(Saved entries)
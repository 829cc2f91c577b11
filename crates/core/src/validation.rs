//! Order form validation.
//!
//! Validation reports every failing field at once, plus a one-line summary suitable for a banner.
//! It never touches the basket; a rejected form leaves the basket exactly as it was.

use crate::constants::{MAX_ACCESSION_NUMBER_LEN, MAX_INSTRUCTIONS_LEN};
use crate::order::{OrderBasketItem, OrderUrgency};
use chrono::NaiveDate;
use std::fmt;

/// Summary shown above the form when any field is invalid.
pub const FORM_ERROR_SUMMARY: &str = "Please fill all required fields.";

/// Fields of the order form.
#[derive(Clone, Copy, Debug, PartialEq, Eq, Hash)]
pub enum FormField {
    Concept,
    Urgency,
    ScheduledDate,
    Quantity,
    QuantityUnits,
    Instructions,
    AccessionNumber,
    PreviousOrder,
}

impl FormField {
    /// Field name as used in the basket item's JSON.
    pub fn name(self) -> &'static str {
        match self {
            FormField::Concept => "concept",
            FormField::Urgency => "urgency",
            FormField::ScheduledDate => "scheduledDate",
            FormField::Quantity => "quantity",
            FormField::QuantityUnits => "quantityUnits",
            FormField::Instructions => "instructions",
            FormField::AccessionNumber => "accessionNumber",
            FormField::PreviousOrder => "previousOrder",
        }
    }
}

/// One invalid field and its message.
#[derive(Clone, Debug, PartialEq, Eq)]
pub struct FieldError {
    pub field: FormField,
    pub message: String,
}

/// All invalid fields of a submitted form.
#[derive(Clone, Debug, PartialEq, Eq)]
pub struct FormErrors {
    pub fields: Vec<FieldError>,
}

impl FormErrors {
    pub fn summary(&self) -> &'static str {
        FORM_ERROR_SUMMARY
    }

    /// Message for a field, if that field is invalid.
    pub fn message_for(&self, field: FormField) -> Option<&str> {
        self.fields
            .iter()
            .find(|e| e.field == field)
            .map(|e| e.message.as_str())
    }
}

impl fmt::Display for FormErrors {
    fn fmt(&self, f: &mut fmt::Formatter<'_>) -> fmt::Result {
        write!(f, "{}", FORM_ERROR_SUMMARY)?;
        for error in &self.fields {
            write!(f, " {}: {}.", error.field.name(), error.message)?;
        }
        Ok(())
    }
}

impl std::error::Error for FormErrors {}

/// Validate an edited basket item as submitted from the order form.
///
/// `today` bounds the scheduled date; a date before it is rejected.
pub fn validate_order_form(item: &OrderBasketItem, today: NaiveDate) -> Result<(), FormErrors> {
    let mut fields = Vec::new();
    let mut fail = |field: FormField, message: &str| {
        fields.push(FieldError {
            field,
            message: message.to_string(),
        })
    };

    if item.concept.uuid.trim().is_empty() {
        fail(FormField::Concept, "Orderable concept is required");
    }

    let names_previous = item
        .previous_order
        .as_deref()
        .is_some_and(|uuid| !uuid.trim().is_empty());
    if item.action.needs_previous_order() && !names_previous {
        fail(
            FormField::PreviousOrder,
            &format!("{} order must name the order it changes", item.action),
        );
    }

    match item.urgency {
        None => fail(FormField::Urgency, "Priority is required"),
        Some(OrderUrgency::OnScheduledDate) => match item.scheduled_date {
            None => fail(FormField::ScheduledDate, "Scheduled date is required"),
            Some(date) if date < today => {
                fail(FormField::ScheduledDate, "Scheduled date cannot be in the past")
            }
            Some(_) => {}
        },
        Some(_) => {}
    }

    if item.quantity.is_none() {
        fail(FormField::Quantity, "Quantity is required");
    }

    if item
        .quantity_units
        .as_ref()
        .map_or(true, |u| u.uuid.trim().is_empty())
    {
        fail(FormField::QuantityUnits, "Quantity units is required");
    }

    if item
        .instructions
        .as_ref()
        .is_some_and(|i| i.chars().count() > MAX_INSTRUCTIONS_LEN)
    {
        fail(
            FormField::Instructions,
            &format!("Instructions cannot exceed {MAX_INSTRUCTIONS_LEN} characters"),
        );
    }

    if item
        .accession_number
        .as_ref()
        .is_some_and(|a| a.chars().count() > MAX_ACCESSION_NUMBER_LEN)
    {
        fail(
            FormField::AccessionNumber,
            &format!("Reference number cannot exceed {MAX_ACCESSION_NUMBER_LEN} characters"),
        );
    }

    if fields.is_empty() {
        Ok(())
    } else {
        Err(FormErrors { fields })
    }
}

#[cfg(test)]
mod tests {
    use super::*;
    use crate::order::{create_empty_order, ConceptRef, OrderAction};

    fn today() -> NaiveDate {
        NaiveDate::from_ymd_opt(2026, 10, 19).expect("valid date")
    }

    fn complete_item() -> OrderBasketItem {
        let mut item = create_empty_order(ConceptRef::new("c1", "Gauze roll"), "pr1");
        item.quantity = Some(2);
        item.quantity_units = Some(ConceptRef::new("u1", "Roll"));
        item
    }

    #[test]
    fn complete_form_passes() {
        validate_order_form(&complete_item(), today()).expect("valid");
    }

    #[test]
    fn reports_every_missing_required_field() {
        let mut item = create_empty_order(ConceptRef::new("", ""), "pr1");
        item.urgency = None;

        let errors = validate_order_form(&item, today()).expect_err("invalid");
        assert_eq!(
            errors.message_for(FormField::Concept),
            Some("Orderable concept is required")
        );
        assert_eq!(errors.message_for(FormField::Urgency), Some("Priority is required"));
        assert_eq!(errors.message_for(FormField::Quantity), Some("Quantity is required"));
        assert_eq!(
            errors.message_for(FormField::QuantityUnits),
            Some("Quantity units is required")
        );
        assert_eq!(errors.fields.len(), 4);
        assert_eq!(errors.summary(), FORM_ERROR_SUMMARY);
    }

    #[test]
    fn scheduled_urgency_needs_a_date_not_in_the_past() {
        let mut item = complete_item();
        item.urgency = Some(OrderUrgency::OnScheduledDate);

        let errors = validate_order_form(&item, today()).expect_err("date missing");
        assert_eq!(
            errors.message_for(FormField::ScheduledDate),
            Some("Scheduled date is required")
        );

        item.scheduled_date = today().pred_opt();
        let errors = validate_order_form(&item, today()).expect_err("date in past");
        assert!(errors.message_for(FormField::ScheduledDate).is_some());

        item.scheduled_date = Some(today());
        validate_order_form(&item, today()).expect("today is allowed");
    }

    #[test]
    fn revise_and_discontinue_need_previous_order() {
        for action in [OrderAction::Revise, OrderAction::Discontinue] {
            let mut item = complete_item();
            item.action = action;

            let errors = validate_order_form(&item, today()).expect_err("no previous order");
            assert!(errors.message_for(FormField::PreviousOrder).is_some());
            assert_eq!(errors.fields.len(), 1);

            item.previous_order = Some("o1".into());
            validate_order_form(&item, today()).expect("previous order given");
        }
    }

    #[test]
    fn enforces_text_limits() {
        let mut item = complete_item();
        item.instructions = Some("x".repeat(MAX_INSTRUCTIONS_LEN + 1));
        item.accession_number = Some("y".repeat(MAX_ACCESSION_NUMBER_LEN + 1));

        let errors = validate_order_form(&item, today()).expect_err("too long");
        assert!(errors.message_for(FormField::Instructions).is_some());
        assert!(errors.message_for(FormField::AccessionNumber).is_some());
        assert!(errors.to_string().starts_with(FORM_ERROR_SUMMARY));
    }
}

==

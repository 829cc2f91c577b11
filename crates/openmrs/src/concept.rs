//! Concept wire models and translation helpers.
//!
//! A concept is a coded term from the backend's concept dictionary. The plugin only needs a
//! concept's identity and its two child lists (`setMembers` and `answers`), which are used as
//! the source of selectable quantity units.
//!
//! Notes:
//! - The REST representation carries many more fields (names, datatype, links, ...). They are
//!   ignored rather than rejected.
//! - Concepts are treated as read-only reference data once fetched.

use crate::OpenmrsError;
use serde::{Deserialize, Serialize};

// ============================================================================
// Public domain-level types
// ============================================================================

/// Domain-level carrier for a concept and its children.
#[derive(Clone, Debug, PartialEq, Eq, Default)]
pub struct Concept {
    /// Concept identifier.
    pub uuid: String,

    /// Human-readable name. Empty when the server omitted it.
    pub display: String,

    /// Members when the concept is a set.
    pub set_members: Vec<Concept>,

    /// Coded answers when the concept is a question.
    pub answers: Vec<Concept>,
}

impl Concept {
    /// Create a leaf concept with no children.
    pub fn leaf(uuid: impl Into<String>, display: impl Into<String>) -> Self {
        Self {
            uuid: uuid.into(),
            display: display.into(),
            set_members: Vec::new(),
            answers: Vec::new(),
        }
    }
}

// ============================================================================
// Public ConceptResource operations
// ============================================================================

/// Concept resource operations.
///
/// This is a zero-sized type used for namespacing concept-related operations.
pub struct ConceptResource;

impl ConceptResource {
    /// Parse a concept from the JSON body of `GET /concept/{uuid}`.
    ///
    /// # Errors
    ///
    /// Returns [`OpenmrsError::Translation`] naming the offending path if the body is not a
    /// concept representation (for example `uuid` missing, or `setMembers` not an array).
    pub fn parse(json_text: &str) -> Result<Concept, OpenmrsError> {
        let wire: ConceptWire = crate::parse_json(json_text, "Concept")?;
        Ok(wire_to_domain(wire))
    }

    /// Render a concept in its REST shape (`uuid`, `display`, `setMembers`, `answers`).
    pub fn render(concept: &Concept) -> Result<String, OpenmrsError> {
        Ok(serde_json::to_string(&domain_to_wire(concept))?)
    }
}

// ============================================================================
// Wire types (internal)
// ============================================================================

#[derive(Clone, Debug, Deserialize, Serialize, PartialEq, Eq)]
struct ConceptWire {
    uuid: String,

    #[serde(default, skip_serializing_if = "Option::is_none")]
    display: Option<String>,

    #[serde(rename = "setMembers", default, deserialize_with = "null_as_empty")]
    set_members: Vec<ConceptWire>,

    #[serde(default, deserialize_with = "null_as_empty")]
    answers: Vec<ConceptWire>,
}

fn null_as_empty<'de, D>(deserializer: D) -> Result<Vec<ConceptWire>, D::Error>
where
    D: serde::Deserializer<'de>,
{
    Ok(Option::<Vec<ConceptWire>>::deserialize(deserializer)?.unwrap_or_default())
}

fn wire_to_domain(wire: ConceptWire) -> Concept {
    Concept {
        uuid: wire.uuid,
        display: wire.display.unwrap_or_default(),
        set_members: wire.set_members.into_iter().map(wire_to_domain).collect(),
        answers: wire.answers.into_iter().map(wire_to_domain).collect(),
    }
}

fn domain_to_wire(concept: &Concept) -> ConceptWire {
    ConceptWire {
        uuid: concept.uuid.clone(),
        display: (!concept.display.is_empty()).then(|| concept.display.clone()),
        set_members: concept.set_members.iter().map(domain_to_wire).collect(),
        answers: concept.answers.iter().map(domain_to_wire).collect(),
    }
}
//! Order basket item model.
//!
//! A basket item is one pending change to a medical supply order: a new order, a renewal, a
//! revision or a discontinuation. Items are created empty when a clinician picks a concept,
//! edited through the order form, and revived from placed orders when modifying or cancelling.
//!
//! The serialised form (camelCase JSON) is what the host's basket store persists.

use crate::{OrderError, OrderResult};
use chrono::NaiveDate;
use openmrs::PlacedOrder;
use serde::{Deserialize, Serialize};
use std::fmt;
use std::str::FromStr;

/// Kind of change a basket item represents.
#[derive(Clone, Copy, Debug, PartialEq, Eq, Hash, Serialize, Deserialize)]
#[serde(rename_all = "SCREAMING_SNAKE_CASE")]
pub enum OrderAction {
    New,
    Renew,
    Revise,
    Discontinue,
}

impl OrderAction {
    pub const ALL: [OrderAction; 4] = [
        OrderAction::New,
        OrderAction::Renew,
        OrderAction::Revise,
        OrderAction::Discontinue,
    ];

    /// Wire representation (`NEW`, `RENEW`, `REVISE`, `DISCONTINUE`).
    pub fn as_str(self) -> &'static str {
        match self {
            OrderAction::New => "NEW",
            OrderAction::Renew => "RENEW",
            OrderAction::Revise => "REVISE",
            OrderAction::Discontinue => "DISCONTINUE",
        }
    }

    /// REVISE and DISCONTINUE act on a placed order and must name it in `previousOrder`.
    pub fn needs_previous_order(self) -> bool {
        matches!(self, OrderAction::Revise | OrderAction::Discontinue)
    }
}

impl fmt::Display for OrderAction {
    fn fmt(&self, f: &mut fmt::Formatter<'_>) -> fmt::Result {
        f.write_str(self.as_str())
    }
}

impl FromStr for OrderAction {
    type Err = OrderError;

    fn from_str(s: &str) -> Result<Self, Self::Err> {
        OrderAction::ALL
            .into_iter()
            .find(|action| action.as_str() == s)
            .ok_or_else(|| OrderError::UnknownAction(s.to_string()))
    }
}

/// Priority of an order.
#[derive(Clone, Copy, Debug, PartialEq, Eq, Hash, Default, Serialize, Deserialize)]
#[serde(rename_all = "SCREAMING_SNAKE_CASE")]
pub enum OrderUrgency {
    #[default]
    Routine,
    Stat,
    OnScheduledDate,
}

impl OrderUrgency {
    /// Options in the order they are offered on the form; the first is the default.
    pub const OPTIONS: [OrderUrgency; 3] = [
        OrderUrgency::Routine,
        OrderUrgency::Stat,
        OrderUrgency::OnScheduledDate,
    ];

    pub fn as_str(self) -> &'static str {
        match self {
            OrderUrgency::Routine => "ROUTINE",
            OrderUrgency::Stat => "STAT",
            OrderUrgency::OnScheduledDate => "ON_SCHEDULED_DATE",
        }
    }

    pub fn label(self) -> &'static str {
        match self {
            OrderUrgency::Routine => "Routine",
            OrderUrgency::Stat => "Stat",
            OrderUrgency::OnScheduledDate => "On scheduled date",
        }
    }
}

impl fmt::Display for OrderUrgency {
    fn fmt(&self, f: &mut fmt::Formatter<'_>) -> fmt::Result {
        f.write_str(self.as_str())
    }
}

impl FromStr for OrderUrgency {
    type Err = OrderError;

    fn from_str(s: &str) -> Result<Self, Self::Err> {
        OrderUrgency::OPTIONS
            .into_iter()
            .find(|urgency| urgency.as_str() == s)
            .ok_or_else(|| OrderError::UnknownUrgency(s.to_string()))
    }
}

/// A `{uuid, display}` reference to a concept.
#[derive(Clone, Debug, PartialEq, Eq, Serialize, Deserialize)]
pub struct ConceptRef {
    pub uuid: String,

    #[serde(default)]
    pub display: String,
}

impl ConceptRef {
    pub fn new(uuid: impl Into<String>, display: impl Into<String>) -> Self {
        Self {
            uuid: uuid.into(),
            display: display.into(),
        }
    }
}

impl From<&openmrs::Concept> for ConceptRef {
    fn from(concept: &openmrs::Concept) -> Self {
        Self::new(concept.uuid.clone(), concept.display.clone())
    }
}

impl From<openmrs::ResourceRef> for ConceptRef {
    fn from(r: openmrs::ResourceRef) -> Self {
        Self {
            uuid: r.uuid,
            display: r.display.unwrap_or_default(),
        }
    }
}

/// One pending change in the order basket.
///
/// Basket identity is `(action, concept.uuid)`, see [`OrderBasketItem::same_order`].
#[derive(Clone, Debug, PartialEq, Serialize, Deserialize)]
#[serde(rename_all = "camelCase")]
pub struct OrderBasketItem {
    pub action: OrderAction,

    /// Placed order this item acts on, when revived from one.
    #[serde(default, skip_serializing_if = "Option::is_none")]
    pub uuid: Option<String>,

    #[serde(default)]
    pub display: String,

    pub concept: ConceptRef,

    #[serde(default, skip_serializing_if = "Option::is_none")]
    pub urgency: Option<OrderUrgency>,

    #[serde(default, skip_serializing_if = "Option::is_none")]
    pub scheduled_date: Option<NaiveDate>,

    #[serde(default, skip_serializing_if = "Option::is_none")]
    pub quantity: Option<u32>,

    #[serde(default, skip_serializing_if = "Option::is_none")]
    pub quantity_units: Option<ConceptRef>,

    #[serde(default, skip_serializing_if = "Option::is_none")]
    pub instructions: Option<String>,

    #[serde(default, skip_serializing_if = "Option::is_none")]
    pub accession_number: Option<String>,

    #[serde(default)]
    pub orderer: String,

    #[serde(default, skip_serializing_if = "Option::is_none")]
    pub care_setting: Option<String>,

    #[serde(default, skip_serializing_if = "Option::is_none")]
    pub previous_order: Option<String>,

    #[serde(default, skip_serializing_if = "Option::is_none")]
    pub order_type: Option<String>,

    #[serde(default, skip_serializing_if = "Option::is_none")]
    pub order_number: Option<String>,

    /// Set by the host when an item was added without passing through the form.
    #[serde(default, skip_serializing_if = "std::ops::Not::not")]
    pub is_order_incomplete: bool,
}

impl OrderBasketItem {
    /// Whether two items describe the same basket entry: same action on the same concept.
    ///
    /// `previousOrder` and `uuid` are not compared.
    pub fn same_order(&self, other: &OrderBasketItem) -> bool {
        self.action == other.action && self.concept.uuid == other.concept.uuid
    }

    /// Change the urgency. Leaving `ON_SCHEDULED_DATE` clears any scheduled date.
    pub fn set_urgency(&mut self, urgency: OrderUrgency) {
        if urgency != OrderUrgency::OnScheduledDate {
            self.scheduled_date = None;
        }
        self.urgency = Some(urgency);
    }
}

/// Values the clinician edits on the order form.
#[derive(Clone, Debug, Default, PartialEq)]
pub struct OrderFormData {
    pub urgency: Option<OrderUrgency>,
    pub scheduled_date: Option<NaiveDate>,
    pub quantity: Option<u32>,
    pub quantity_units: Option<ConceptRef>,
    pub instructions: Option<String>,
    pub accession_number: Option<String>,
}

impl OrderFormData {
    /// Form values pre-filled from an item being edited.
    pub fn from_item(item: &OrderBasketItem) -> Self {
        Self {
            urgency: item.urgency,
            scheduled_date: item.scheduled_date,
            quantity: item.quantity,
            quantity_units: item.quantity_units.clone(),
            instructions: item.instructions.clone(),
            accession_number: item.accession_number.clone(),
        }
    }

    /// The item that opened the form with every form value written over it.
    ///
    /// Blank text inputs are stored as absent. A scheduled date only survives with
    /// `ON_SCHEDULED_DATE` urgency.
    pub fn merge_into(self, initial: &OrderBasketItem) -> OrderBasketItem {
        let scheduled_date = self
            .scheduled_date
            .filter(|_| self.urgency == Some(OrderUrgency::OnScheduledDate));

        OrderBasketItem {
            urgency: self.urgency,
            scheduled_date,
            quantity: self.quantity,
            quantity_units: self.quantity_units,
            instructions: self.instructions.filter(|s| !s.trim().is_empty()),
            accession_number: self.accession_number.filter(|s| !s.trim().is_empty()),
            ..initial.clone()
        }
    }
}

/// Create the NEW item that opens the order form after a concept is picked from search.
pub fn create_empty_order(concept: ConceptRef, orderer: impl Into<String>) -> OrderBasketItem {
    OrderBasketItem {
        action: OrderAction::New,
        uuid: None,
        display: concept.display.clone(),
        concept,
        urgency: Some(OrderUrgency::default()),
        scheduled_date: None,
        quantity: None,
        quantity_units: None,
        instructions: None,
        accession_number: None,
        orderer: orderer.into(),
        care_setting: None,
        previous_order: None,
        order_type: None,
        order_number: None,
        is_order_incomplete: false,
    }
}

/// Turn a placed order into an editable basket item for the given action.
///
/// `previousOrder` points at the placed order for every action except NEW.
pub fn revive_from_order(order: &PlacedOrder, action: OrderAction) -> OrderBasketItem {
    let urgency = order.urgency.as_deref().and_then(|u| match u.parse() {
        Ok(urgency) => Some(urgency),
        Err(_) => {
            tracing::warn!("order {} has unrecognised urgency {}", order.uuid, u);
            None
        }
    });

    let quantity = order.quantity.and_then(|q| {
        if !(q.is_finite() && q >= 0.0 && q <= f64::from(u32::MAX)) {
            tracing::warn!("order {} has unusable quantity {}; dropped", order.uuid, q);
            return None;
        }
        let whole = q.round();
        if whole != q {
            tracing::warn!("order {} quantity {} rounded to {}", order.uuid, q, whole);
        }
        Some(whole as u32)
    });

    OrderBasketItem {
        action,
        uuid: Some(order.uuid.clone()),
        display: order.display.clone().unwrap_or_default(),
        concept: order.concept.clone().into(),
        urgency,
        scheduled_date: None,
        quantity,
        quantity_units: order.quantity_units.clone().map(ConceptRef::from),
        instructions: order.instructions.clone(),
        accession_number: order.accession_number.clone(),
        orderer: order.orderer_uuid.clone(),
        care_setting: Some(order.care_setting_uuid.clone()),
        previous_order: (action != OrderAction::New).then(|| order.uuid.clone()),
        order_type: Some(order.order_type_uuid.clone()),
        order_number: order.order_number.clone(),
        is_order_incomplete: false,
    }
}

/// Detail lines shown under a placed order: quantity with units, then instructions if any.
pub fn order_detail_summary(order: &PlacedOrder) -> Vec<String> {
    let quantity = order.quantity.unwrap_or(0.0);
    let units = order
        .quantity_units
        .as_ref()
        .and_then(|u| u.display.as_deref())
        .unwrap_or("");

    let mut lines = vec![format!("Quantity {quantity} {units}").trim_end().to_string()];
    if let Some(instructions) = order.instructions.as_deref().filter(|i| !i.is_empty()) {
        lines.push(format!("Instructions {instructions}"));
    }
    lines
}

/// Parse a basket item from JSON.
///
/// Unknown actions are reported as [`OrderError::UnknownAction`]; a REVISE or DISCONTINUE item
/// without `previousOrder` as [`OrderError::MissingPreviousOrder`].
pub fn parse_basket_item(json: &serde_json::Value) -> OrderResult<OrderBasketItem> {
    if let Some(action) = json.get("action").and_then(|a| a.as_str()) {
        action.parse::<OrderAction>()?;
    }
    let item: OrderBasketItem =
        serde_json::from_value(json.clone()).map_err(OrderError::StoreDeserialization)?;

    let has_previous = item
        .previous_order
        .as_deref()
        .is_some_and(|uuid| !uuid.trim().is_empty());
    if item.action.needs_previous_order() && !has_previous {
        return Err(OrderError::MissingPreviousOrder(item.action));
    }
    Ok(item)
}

• Directions for this task
Reproduce verbatim the lines above, from the line with "pub struct ConceptResource;" through the line with "pub fn parse(json_text: &str)".

• Exercise answer
pub struct ConceptResource;

impl ConceptResource {
    /// Parse a concept from the JSON body of `GET /concept/{uuid}`.
    ///
    /// # Errors
    ///
    /// Returns [`OpenmrsError::Translation`] naming the offending path if the body is not a
    /// concept representation (for example `uuid` missing, or `setMembers` not an array).
    pub fn parse(json_text: &str) -> Result<Concept, OpenmrsError> {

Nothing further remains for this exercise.